Apartment Poetry Quarterly

10A              10B              10C              10D              10E              10F


10D Cary Stough



            1 Grieve, that grief of my beautiful estate. Waldo has died, to me, perhaps, for many. Death, which in itself, at this juncture, is my certainty that it always was beautiful; that he died, and is dead. To touch upon this calamity, such as grief, which not to them as they say is subjecting. I shall come back to it, finding reality sharp. Marvelous in which rages a part of me. That one thing, the only thing grief has is words: the marvelous, the beautiful of beautiful, ethical bankruptcy. Yet this grief that falls off from me leaves. Carries me one spiral into real nature and falters. Though not in my arms that he is. And there are moods curled in the peaks and at edges of a great deal of mountains.

            A great deal and more could be said, to touch, and not is calamity. If tomorrow I should be as this beautiful, my intention was merely to mark its absurdity beneath which they try to bury it, in the death of my more, my Waldo, the son of my Lidian. That anything Lidian. Anything more. Or that anything is, and is beautiful, but from in passing a much more indigent stream. Grief, too, a detailed discussion it has… I seem to have lost my beauty tomorrow: Waldo has and has has. The one who was laid under, tearing me, does not, though is not torn away, lay frustrated. Some thing which I fancied, enlarged without enriching the I, can teach nothing more than the wind should not blow. More than the wind should not blow, nor water should burn him.

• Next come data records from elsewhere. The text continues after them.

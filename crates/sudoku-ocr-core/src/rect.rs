//! Scan axes and inclusive crop rectangles.

use serde::{Deserialize, Serialize};
use std::fmt;

/// Which family of lines a scan walks over.
///
/// `Row` scans visit one row per step and therefore bound content
/// vertically; `Column` scans bound it horizontally.
#[derive(Clone, Copy, Debug, PartialEq, Eq, Hash, Serialize, Deserialize)]
#[serde(rename_all = "snake_case")]
pub enum Axis {
    Row,
    Column,
}

impl fmt::Display for Axis {
    fn fmt(&self, f: &mut fmt::Formatter<'_>) -> fmt::Result {
        match self {
            Axis::Row => f.write_str("row"),
            Axis::Column => f.write_str("column"),
        }
    }
}

/// Crop rectangle with *inclusive* bounds on all four sides.
#[derive(Clone, Copy, Debug, PartialEq, Eq, Hash, Serialize, Deserialize)]
pub struct CropRect {
    pub top: usize,
    pub left: usize,
    pub bottom: usize,
    pub right: usize,
}

impl CropRect {
    /// Rectangle covering a whole `width x height` image.
    ///
    /// Both dimensions must be non-zero.
    pub fn full(width: usize, height: usize) -> Self {
        debug_assert!(width > 0 && height > 0);
        Self {
            top: 0,
            left: 0,
            bottom: height.saturating_sub(1),
            right: width.saturating_sub(1),
        }
    }

    #[inline]
    pub fn width(&self) -> usize {
        self.right + 1 - self.left
    }

    #[inline]
    pub fn height(&self) -> usize {
        self.bottom + 1 - self.top
    }

    #[inline]
    pub fn area(&self) -> usize {
        self.width() * self.height()
    }

    /// `true` when the rectangle is well-formed and fits a `width x height` image.
    pub fn fits(&self, width: usize, height: usize) -> bool {
        self.top <= self.bottom
            && self.left <= self.right
            && self.bottom < height
            && self.right < width
    }

    pub(crate) fn as_array(&self) -> [usize; 4] {
        [self.top, self.left, self.bottom, self.right]
    }
}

            I grieve that grief— Well, I grieve that my grief.

            That souls between us and never the things that we aim. To the old belief, standing tales, mixed with our lifetime. Soon, now more than five years of me, thence. My principal cause, my own dearestly, dearestly, a curse that was beautiful. And that all the rest, plays about surfaces, glittering. A chair. That a chair. Or a wing. That a wing. Hides in the bible, no scar. That the hide of the bible, a scar. That anything Lidian. And winter. We wake and we find there are stairs up above in the frost. The frosts of our lives are not so as threatened we should not know our place. Though of so liberal fire she sends from on high, and so understood. And the stairs, in a fit of their nature, seem to impart the lower levels thereof. Waldo has died.

            That I should touch it again. The fire. Would not even I pay the costly price of such contact?

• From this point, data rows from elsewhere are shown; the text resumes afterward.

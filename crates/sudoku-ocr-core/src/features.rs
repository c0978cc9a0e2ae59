//! Fixed-length glyph descriptors.
//!
//! A glyph mask of `H x W` is covered by a 10x10 lattice of blocks of
//! `H/10 x W/10` pixels. Each block is extended by one extra row and column
//! into its neighbours before averaging, which smooths the descriptor for
//! glyphs whose size is not a multiple of ten. The last component is the
//! ink fraction of the whole glyph.

use crate::BinaryMask;
use serde::{Deserialize, Serialize};

/// Lattice cells per side.
pub const FEATURE_LATTICE: usize = 10;
/// Components of a [`FeatureVector`]: the lattice plus one global mean.
pub const FEATURE_LEN: usize = FEATURE_LATTICE * FEATURE_LATTICE + 1;

#[derive(thiserror::Error, Debug, Clone, PartialEq)]
pub enum FeatureVectorError {
    #[error("feature vector must have {expected} components, got {got}")]
    WrongLength { expected: usize, got: usize },
    #[error("feature component {index} = {value} is outside [0, 1]")]
    OutOfRange { index: usize, value: f32 },
}

/// 101 ink fractions in `[0, 1]`: indices `0..100` are the lattice in
/// row-major order, index `100` is the whole-glyph mean.
#[derive(Clone, Debug, PartialEq, Serialize, Deserialize)]
#[serde(try_from = "Vec<f32>", into = "Vec<f32>")]
pub struct FeatureVector(Vec<f32>);

impl FeatureVector {
    #[inline]
    pub fn as_slice(&self) -> &[f32] {
        &self.0
    }

    /// Lattice block `(row, col)`.
    #[inline]
    pub fn block(&self, row: usize, col: usize) -> f32 {
        self.0[row * FEATURE_LATTICE + col]
    }

    #[inline]
    pub fn global_mean(&self) -> f32 {
        self.0[FEATURE_LEN - 1]
    }

    /// Plain Euclidean distance over all components.
    pub fn distance(&self, other: &FeatureVector) -> f32 {
        self.0
            .iter()
            .zip(&other.0)
            .map(|(a, b)| (a - b) * (a - b))
            .sum::<f32>()
            .sqrt()
    }
}

impl TryFrom<Vec<f32>> for FeatureVector {
    type Error = FeatureVectorError;

    fn try_from(values: Vec<f32>) -> Result<Self, Self::Error> {
        if values.len() != FEATURE_LEN {
            return Err(FeatureVectorError::WrongLength {
                expected: FEATURE_LEN,
                got: values.len(),
            });
        }
        if let Some(index) = values.iter().position(|v| !(0.0..=1.0).contains(v)) {
            return Err(FeatureVectorError::OutOfRange {
                index,
                value: values[index],
            });
        }
        Ok(Self(values))
    }
}

impl From<FeatureVector> for Vec<f32> {
    fn from(v: FeatureVector) -> Self {
        v.0
    }
}

/// Reduce a glyph mask to its [`FeatureVector`].
///
/// Glyphs smaller than 10 pixels on a side still produce 101 components;
/// the lattice then collapses onto the first row/column.
pub fn extract_features(glyph: &BinaryMask) -> FeatureVector {
    let unit_h = glyph.height() / FEATURE_LATTICE;
    let unit_w = glyph.width() / FEATURE_LATTICE;

    let mut out = Vec::with_capacity(FEATURE_LEN);
    for row in 0..FEATURE_LATTICE {
        for col in 0..FEATURE_LATTICE {
            let rows = row * unit_h..(row + 1) * unit_h + 1;
            let cols = col * unit_w..(col + 1) * unit_w + 1;
            out.push(glyph.block_mean(rows, cols));
        }
    }
    out.push(glyph.mean());
    FeatureVector(out)
}

#[cfg(test)]
mod tests {
    use super::*;
    use approx::assert_relative_eq;

    #[test]
    fn length_is_fixed_for_any_size() {
        for (w, h) in [(10, 10), (13, 27), (40, 11), (3, 4)] {
            let mask = BinaryMask::from_fn(w, h, |x, y| (x + y) % 3 == 0).unwrap();
            assert_eq!(extract_features(&mask).as_slice().len(), FEATURE_LEN);
        }
    }

    #[test]
    fn blank_and_solid_glyphs_are_constant() {
        let blank = BinaryMask::from_fn(23, 31, |_, _| false).unwrap();
        let solid = BinaryMask::from_fn(23, 31, |_, _| true).unwrap();
        assert!(extract_features(&blank).as_slice().iter().all(|&v| v == 0.0));
        assert!(extract_features(&solid).as_slice().iter().all(|&v| v == 1.0));
    }

    #[test]
    fn blocks_overlap_by_one_line() {
        // 20x20, ink only in column 2: block (r, 0) covers columns 0..3 and
        // block (r, 1) covers columns 2..5, so both see it.
        let mask = BinaryMask::from_fn(20, 20, |x, _| x == 2).unwrap();
        let f = extract_features(&mask);
        assert_relative_eq!(f.block(0, 0), 1.0 / 3.0, epsilon = 1e-6);
        assert_relative_eq!(f.block(0, 1), 1.0 / 3.0, epsilon = 1e-6);
        assert_relative_eq!(f.block(0, 2), 0.0);
        assert_relative_eq!(f.global_mean(), 1.0 / 20.0, epsilon = 1e-6);
    }

    #[test]
    fn last_blocks_are_clipped_to_glyph() {
        // 10x10: every block is 2x2 except the last row/column which clip to 1.
        let mask = BinaryMask::from_fn(10, 10, |x, y| x == 9 && y == 9).unwrap();
        let f = extract_features(&mask);
        assert_relative_eq!(f.block(9, 9), 1.0);
        assert_relative_eq!(f.block(8, 8), 0.25);
    }

    #[test]
    fn try_from_validates_length_and_range() {
        assert!(matches!(
            FeatureVector::try_from(vec![0.5; 100]),
            Err(FeatureVectorError::WrongLength { got: 100, .. })
        ));
        let mut values = vec![0.5; FEATURE_LEN];
        values[7] = 1.5;
        assert!(matches!(
            FeatureVector::try_from(values),
            Err(FeatureVectorError::OutOfRange { index: 7, .. })
        ));
        assert!(FeatureVector::try_from(vec![0.25; FEATURE_LEN]).is_ok());
    }

    #[test]
    fn distance_is_euclidean() {
        let a = FeatureVector::try_from(vec![0.0; FEATURE_LEN]).unwrap();
        let mut values = vec![0.0; FEATURE_LEN];
        values[0] = 0.3;
        values[100] = 0.4;
        let b = FeatureVector::try_from(values).unwrap();
        assert_relative_eq!(a.distance(&b), 0.5, epsilon = 1e-6);
        assert_relative_eq!(b.distance(&b), 0.0);
    }
}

One of us calls the ministry Decision, and another one of us calls it Reaction. One of us calls it Memory, and another one of us Reunion. One of us tentatively whispers “This is a dictatorship, this is a prison, these are the barracks.” One of us calls it  Delusion, and one of us less tentatively whispers, “This is a school, that was my crib, these are my wheels, that was a wheelchair.” One of us denies it’s a ministry, and another one of us calls it Recording Device, loosing the eyes. One of us even less tentatively whispers, “This is a church, these are my hearing aids,” and less tentatively, “This was a church, this is a factory, this is a library, these are my crutches, these are my glasses,” and even less tentatively, “This is a book, that is a magazine, this is my cane, this was a department store, this was my street, this was my neighborhood, that was a grocery store.” And another, “This was my prison, this was not my decision, these were my barracks, these were not my decision.” Yet finally another, “This was the gas station I worked at, the people I passed, the bar I often frequented, and there, being led out of the bar single file, were my friends, those were my hope, my drinking companions, my fellow pensioners, guardians of the covered-up hall, lien-holders, lovers with whom I conspired…”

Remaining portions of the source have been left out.